Edition Used and Copyright

The edition transcribed here is that published by The Bruce Publishing Company, Milwaukee, in 1963. It is in the public domain because the copyrights on both the abridgment and the underlying unabridged work (1952) have lapsed by failure to renew in the appropriate years according to the then laws of the United States; 1963 was the very last year such a renewal was required for the maintenance of copyright past the initial term of 28 years: details here on the copyright law involved.

Ecclesiastical Clearances

The edition bears the following permissions:

Nihil Obstat:

John F. Murphy, S. T. D.
Censor librorum


✠ William E. Cousins
Archbishop of Milwaukee
May 15, 1963

The Nihil Obstat and the Imprimatur do not apply to my notes, of course.

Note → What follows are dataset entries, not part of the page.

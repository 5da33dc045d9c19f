//! Optional nukeforge.toml configuration
//!
//! Flags win over the config file, the config file wins over built-in
//! defaults.

use std::fs;
use std::path::{Path, PathBuf};

use serde::Deserialize;

use crate::error::{CliError, Result};

/// Default file name looked up in the working directory.
pub const CONFIG_FILE: &str = "nukeforge.toml";

#[derive(Debug, Clone, Default, Deserialize)]
#[serde(deny_unknown_fields)]
pub struct FileConfig {
    #[serde(default)]
    pub generate: GenerateConfig,
    #[serde(default)]
    pub registry: RegistryConfig,
}

#[derive(Debug, Clone, Default, Deserialize)]
#[serde(deny_unknown_fields)]
pub struct GenerateConfig {
    pub output: Option<PathBuf>,
    pub source: Option<String>,
    pub eol_floor: Option<u32>,
}

#[derive(Debug, Clone, Default, Deserialize)]
#[serde(deny_unknown_fields)]
pub struct RegistryConfig {
    pub repository: Option<String>,
    pub readme: Option<PathBuf>,
}

impl FileConfig {
    /// Load an explicit config path, or `nukeforge.toml` from the
    /// working directory when present. No file means defaults.
    pub fn load(explicit: Option<&Path>) -> Result<Self> {
        let path = match explicit {
            Some(path) => path.to_path_buf(),
            None => {
                let implicit = PathBuf::from(CONFIG_FILE);
                if !implicit.is_file() {
                    return Ok(Self::default());
                }
                implicit
            }
        };

        let raw = fs::read_to_string(&path)
            .map_err(|e| CliError::user(format!("cannot read {}: {e}", path.display())))?;
        toml::from_str(&raw)
            .map_err(|e| CliError::user(format!("invalid config {}: {e}", path.display())))
    }
}

#[cfg(test)]
mod tests {
    use super::*;
    use pretty_assertions::assert_eq;
    use tempfile::TempDir;

    #[test]
    fn full_config_parses() {
        let dir = TempDir::new().unwrap();
        let path = dir.path().join("nukeforge.toml");
        fs::write(
            &path,
            r#"
[generate]
output = "/srv/manifests"
source = "https://host/releases.json"
eol_floor = 14

[registry]
repository = "user/nukeforge"
readme = "README.md"
"#,
        )
        .unwrap();

        let config = FileConfig::load(Some(&path)).unwrap();
        assert_eq!(config.generate.output, Some(PathBuf::from("/srv/manifests")));
        assert_eq!(config.generate.eol_floor, Some(14));
        assert_eq!(
            config.registry.repository,
            Some("user/nukeforge".to_string())
        );
    }

    #[test]
    fn partial_config_leaves_rest_default() {
        let dir = TempDir::new().unwrap();
        let path = dir.path().join("nukeforge.toml");
        fs::write(&path, "[generate]\neol_floor = 15\n").unwrap();

        let config = FileConfig::load(Some(&path)).unwrap();
        assert_eq!(config.generate.eol_floor, Some(15));
        assert!(config.generate.output.is_none());
        assert!(config.registry.repository.is_none());
    }

    #[test]
    fn unknown_keys_are_rejected() {
        let dir = TempDir::new().unwrap();
        let path = dir.path().join("nukeforge.toml");
        fs::write(&path, "[generate]\ntypo_key = true\n").unwrap();
        assert!(FileConfig::load(Some(&path)).is_err());
    }

    #[test]
    fn missing_explicit_file_is_an_error() {
        assert!(FileConfig::load(Some(Path::new("/nonexistent/nukeforge.toml"))).is_err());
    }
}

As almost always, I retyped the text by hand rather than scanning it — not only to minimize errors prior to proofreading, but as an opportunity for me to become intimately familiar with the work, an exercise which I heartily recommend: Qui scribit, bis legit. (Well-meaning attempts to get me to scan text, if success­ful, would merely turn me into some kind of machine: gambit declined.)

This transcription has been minutely proofread. In the table of contents above, the chapters are shown on blue backgrounds, indicating that I believe the text of them to be completely errorfree. As elsewhere onsite, the header bar at the top of each chapter's webpage will remind you with the same color scheme.

The edition I followed was well proofread, with few typographical errors. I marked my corrections, when important (or unavoidable because inside a link), with a bullet like this;º and when trivial, with a dotted underscore like this: as elsewhere on my site, glide your cursor over the bullet or the underscored words to read the variant. Similarly, bullets before measurements provide conversions to metric, e.g., 10 miles.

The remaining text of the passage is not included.